Nielsen found that 63% of global consumers said they like when manufacturers introduce new products and 57% said they purchased a new product during their last shopping trip.

However, while introducing new products can lead to more profitability for companies, success can be hard to come by because of an oversaturation of new items.

In Western Europe, 12,000 new products were launched in four countries across 17 categories between 2011 and 2013, while in the U.S. there have been more than 20,000 launches since 2008.

A proliferation of new products is not the only hurdle companies face when trying to expand their lines. They must also contend with growing media fragmentation as they try to promote those new brands and products, along with tightening ad budgets and evolving retail distribution channels.

“New product failure rates are extremely high, but success is no fluke,” says Johan Sjostrand, senior VP and managing director of Nielsen Innovation in Europe. “Success is not simply the result of luck or even genius.
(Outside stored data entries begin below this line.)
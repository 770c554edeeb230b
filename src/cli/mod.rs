// Copyright 2025-present Harīṣh Tummalachērla
// SPDX-License-Identifier: Apache-2.0

//! CLI definitions for the pagesift command-line interface.
//!
//! A developer tool for the page data a site ships to the widget: `check`
//! validates and summarizes a pages file, `search` runs a query against it
//! the same way the browser would and prints matches, or the exact HTML the
//! widget would insert.

pub mod display;

use clap::{Parser, Subcommand, ValueEnum};
use pagesift::MatchPolicy;

#[derive(Parser)]
#[command(
    name = "pagesift",
    about = "Keyword search for static sites: check page data and preview results",
    version
)]
pub struct Cli {
    #[command(subcommand)]
    pub command: Commands,
}

#[derive(Subcommand)]
pub enum Commands {
    /// Validate a page data file and summarize it
    Check {
        /// JSON array of {url, title, content, keywords?} records
        file: String,
    },

    /// Search a page data file and display results
    Search {
        /// JSON array of {url, title, content, keywords?} records
        file: String,

        /// Search query
        query: String,

        /// Matching policy (overrides the config file)
        #[arg(short, long, value_enum)]
        policy: Option<PolicyArg>,

        /// Maximum number of results to print (0 = all)
        #[arg(short, long, default_value = "10")]
        limit: usize,

        /// Print the results container HTML the widget would insert
        #[arg(long)]
        html: bool,

        /// Widget config JSON (ids, policy, snippet window)
        #[arg(short, long)]
        config: Option<String>,
    },
}

#[derive(Clone, Copy, Debug, ValueEnum)]
pub enum PolicyArg {
    /// Every whitespace-separated token must match somewhere
    AllKeywords,
    /// The whole query is one substring
    SingleTerm,
}

impl From<PolicyArg> for MatchPolicy {
    fn from(arg: PolicyArg) -> Self {
        match arg {
            PolicyArg::AllKeywords => MatchPolicy::AllKeywords,
            PolicyArg::SingleTerm => MatchPolicy::SingleTerm,
        }
    }
}
// Copyright 2025-present Harīṣh Tummalachērla
// SPDX-License-Identifier: Apache-2.0

//! The matcher: a linear scan with substring containment.
//!
//! Two policies. `SingleTerm` treats the whole query as one needle.
//! `AllKeywords` splits it on whitespace and wants every token somewhere in
//! the page, though not necessarily in the same field. Either way results come
//! back in index order; there is no ranking.

pub mod utils;

use crate::types::{MatchPolicy, PageIndex, PageRecord, Query};
use log::debug;

pub use utils::parse_query;

/// Search with the default policy ([`MatchPolicy::AllKeywords`]).
///
/// An empty or whitespace-only query returns nothing; it never means "everything".
pub fn search<'a>(index: &'a PageIndex, query: &str) -> Vec<&'a PageRecord> {
    search_with_policy(index, query, MatchPolicy::default())
}

/// Search with an explicit policy.
pub fn search_with_policy<'a>(
    index: &'a PageIndex,
    query: &str,
    policy: MatchPolicy,
) -> Vec<&'a PageRecord> {
    search_query(index, &parse_query(query), policy)
}

/// Search with an already-parsed query.
pub fn search_query<'a>(
    index: &'a PageIndex,
    query: &Query,
    policy: MatchPolicy,
) -> Vec<&'a PageRecord> {
    if query.is_empty() {
        return Vec::new();
    }

    let results: Vec<&PageRecord> = index
        .pages()
        .iter()
        .filter(|page| match policy {
            MatchPolicy::SingleTerm => page.contains(&query.text),
            MatchPolicy::AllKeywords => query.tokens.iter().all(|t| page.contains(t)),
        })
        .map(|page| page.original.as_ref())
        .collect();

    debug!(
        "query {:?} ({:?}) matched {} of {} pages",
        query.text,
        policy,
        results.len(),
        index.len()
    );
    results
}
Rather, successful product launches are the culmination of organizational focus and commitment to product development, creative marketing, smart leadership and, above all else, an in-depth understanding of what drives consumer preferences.”

The report points out that the “vast majority” of new product introductions are taken out of distribution before the end of their launch year, and cites statistics in Europe, where of 60,000 new products introduced over the past year, only 55% made it to six months and only 24% stayed on the market for one year.

The report, titled "The Nielsen Global New Product Innovation Survey," polled 30,000 online respondents in 60 countries.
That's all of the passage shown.